Éco-anxiété et véhicules d’information ?
Les médias télévisés, les chaînes d’information continues véhiculent une impression de catastrophisme en diffusant des images impressionnantes et anxiogènes (surtout depuis la crise du Covid) et affectent d’autant les plus jeunes si elles ne sont pas décodées par les parents et les enseignants entre autres.
Les réseaux sociaux font partie intégrante de l’environnement quotidien des enfants et des adolescents (majoritairement féminins) ; 89 % des enfants de 12 ans ont un smartphone en France, 87 % des enfants de 11-12 ans utilisent régulièrement au moins un réseau social en France (Heaven, 2022), 28 % des 7-10 ans déclarent les consulter et 30 % d’entre eux sont confrontés par cet usage à des images choquantes (Unicef, 2021).
Les réseaux sociaux et les médias en ligne participent au climat d’anxiété permanente (climatique ou autre). La surproduction d’images brouille tous les repères. Les réseaux sociaux sont plus sournois car incontrôlables par l’environnement éducatif et familial(10) en véhiculant l’impuissance et le manque de foi en l’avenir. Trois dimensions du bien-être dans les mèmes(1) sont particulièrement concernés par les problèmes écologiques : la maîtrise de l’environnement, le sens de la vie et les relations avec les autres. Certains mènes prônent que les individus n’ont pas d’objectifs à long terme, en raison des doutes et des incertitudes qu’ils ont sur l’avenir. La notion de finitude est très présente.
Les préoccupations environnementales apparaissent comme un élément important pour catégoriser les individus et définir l’identité sociale par rapport à la famille, les amis, les pairs mais ils permettent aux jeunes de s’exprimer.
Cependant parler de changement climatique de manière concrète dans les médias, en présentant des solutions qui peuvent être prises au niveau individuel et collectif, permet au contraire de lutter contre l’anxiété.
Que faire ?
Chez les enfants de moins de 10 ans
• Ils ne peuvent comprendre tous les enjeux environnementaux car ils n’ont pas encore de pensée abstraite.
• S’ils manifestent une inquiétude face à la crise environnementale, il est inutile de s’épuiser à tenter de leur expliquer tous les tenants et aboutissants, les causes, les conséquences et les solutions de manière poussée (selon Laelia Benoit).
• Il faut les rassurer, leur apprendre que la planète a besoin d’aide et les impliquer dans des gestes éco-responsables pour leur donner le sentiment d’agir comme planter un arbre, ramasser des déchets, éviter de gaspiller, de laisser allumer des lumières inutiles, etc.
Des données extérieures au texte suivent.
//! GA configuration.
//!
//! [`GaConfig`] holds all parameters that control the evolutionary loop.

use crate::adjacency::AdjacencyRules;
use crate::evaluator::PenaltyConfig;

/// Configuration for the timetable Genetic Algorithm.
///
/// Controls population size, operator rates, termination, parallelism,
/// and the penalty model the evaluator applies.
///
/// # Defaults
///
/// ```
/// use u_timetable::ga::GaConfig;
///
/// let config = GaConfig::default();
/// assert_eq!(config.population_size, 100);
/// assert_eq!(config.max_generations, 1000);
/// ```
///
/// # Builder Pattern
///
/// ```
/// use u_timetable::ga::GaConfig;
///
/// let config = GaConfig::default()
///     .with_population_size(200)
///     .with_crossover_rate(0.3)
///     .with_repair(true)
///     .with_seed(42);
/// ```
#[derive(Debug, Clone)]
pub struct GaConfig {
    /// Number of individuals the population is truncated back to after
    /// each generation.
    ///
    /// Larger populations increase diversity but slow down each generation.
    /// Typical range: 50–500.
    pub population_size: usize,

    /// Maximum number of generations before termination.
    ///
    /// The run also stops early as soon as a zero-penalty timetable
    /// appears.
    pub max_generations: usize,

    /// Fraction of the population size mated per generation (0.0–1.0).
    ///
    /// Each mating picks two distinct parents and produces two offspring.
    pub crossover_rate: f64,

    /// Lower bound on the fraction of genes a crossover marks for
    /// exchange (0.0–1.0).
    pub crossover_min_bad_gene_rate: f64,

    /// Upper bound on the fraction of genes a crossover marks for
    /// exchange (0.0–1.0). Must be at least the lower bound.
    pub crossover_max_bad_gene_rate: f64,

    /// Fraction of each individual's worst genes that mutation considers
    /// (0.0–1.0).
    pub mutation_bad_genes_rate: f64,

    /// Per-gene probability of re-rolling the day (0.0–1.0).
    pub mutation_day_rate: f64,

    /// Per-gene probability of re-rolling the time slot (0.0–1.0).
    pub mutation_time_slot_rate: f64,

    /// Per-gene probability of re-rolling the room (0.0–1.0).
    pub mutation_place_rate: f64,

    /// Per-gene probability of flipping an alternating-week class between
    /// odd and even weeks (0.0–1.0). Weekly classes are never flipped.
    pub mutation_periodicity_rate: f64,

    /// Whether to greedily relocate each individual's worst genes after
    /// the operators run. Expensive but strong on tight catalogues.
    pub repair: bool,

    /// Whether to evaluate candidate timetables in parallel using rayon.
    ///
    /// Gene arrays are always produced sequentially from the seeded RNG,
    /// so this only parallelizes scoring and never changes the result.
    pub parallel: bool,

    /// Random seed for reproducibility.
    ///
    /// `None` uses a random seed.
    pub seed: Option<u64>,

    /// Minute thresholds deciding what counts as a conflict or a window.
    pub adjacency: AdjacencyRules,

    /// Weights and exponents of the penalty model.
    pub penalties: PenaltyConfig,
}

impl Default for GaConfig {
    fn default() -> Self {
        Self {
            population_size: 100,
            max_generations: 1000,
            crossover_rate: 0.25,
            crossover_min_bad_gene_rate: 0.1,
            crossover_max_bad_gene_rate: 0.4,
            mutation_bad_genes_rate: 0.25,
            mutation_day_rate: 0.3,
            mutation_time_slot_rate: 0.3,
            mutation_place_rate: 0.3,
            mutation_periodicity_rate: 0.3,
            repair: false,
            parallel: true,
            seed: None,
            adjacency: AdjacencyRules::default(),
            penalties: PenaltyConfig::default(),
        }
    }
}

impl GaConfig {
    /// Sets the population size.
    pub fn with_population_size(mut self, n: usize) -> Self {
        self.population_size = n;
        self
    }

    /// Sets the maximum number of generations.
    pub fn with_max_generations(mut self, n: usize) -> Self {
        self.max_generations = n;
        self
    }

    /// Sets the fraction of the population mated per generation.
    pub fn with_crossover_rate(mut self, rate: f64) -> Self {
        self.crossover_rate = rate.clamp(0.0, 1.0);
        self
    }

    /// Sets the range of gene fractions a crossover marks for exchange.
    pub fn with_crossover_bad_gene_rates(mut self, min: f64, max: f64) -> Self {
        self.crossover_min_bad_gene_rate = min.clamp(0.0, 1.0);
        self.crossover_max_bad_gene_rate = max.clamp(0.0, 1.0);
        self
    }

    /// Sets the fraction of worst genes mutation considers.
    pub fn with_mutation_bad_genes_rate(mut self, rate: f64) -> Self {
        self.mutation_bad_genes_rate = rate.clamp(0.0, 1.0);
        self
    }

    /// Sets all four per-field mutation probabilities at once.
    pub fn with_mutation_field_rates(
        mut self,
        day: f64,
        time_slot: f64,
        place: f64,
        periodicity: f64,
    ) -> Self {
        self.mutation_day_rate = day.clamp(0.0, 1.0);
        self.mutation_time_slot_rate = time_slot.clamp(0.0, 1.0);
        self.mutation_place_rate = place.clamp(0.0, 1.0);
        self.mutation_periodicity_rate = periodicity.clamp(0.0, 1.0);
        self
    }

    /// Enables or disables greedy local repair.
    pub fn with_repair(mut self, repair: bool) -> Self {
        self.repair = repair;
        self
    }

    /// Enables or disables parallel evaluation.
    pub fn with_parallel(mut self, parallel: bool) -> Self {
        self.parallel = parallel;
        self
    }

    /// Sets the random seed for reproducibility.
    pub fn with_seed(mut self, seed: u64) -> Self {
        self.seed = Some(seed);
        self
    }

    /// Sets the adjacency thresholds.
    pub fn with_adjacency(mut self, adjacency: AdjacencyRules) -> Self {
        self.adjacency = adjacency;
        self
    }

    /// Sets the penalty model.
    pub fn with_penalties(mut self, penalties: PenaltyConfig) -> Self {
        self.penalties = penalties;
        self
    }

    /// Validates the configuration.
    ///
    /// Returns `Err` with a description if any parameter is invalid.
    pub fn validate(&self) -> Result<(), String> {
        if self.population_size < 2 {
            return Err("population_size must be at least 2".into());
        }
        if self.max_generations == 0 {
            return Err("max_generations must be at least 1".into());
        }
        for (name, rate) in [
            ("crossover_rate", self.crossover_rate),
            ("crossover_min_bad_gene_rate", self.crossover_min_bad_gene_rate),
            ("crossover_max_bad_gene_rate", self.crossover_max_bad_gene_rate),
            ("mutation_bad_genes_rate", self.mutation_bad_genes_rate),
            ("mutation_day_rate", self.mutation_day_rate),
            ("mutation_time_slot_rate", self.mutation_time_slot_rate),
            ("mutation_place_rate", self.mutation_place_rate),
            ("mutation_periodicity_rate", self.mutation_periodicity_rate),
        ] {
            if !(0.0..=1.0).contains(&rate) || rate.is_nan() {
                return Err(format!("{name} must be within [0, 1], got {rate}"));
            }
        }
        if self.crossover_min_bad_gene_rate > self.crossover_max_bad_gene_rate {
            return Err("crossover_min_bad_gene_rate exceeds crossover_max_bad_gene_rate".into());
        }
        if self.adjacency.min_break_min < 0 || self.adjacency.min_window_min < 0 {
            return Err("adjacency thresholds must be non-negative".into());
        }
        Ok(())
    }
}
C’est un rôle majeur des parents, des enseignants et des pouvoirs publics.
Les adolescents et préadolescents
À l’angoisse caractéristique de l’éco-anxiété s’ajoute, chez eux, un puissant sentiment de colère. Ils comprennent les enjeux de la crise climatique et sont en mesure d’évaluer les dégâts présents et futurs, d’en identifier les causes et de constater le manque d’action.
Avec eux, il faut prendre l’initiative, ne pas éviter le sujet, partager et discuter les événements passés, présents et à venir.
Il faut les laisser exprimer leurs émotions, faire preuve d’écoute et de compréhension, d’empathie, sans stigmatiser les blocages générationnels et sans imposer ses vérités.
Savoir combler éventuellement le déficit d’information qu’ils peuvent ressentir.
Leur demander comment ils souhaitent participer, leur laisser choisir des actions.
Mais surtout ne pas leur transmettre nos propres anxiétés.
L’éco-anxiété n’est pas une maladie mais peut entraîner des troubles chez des adolescents fragilisés, mal informés et réceptifs.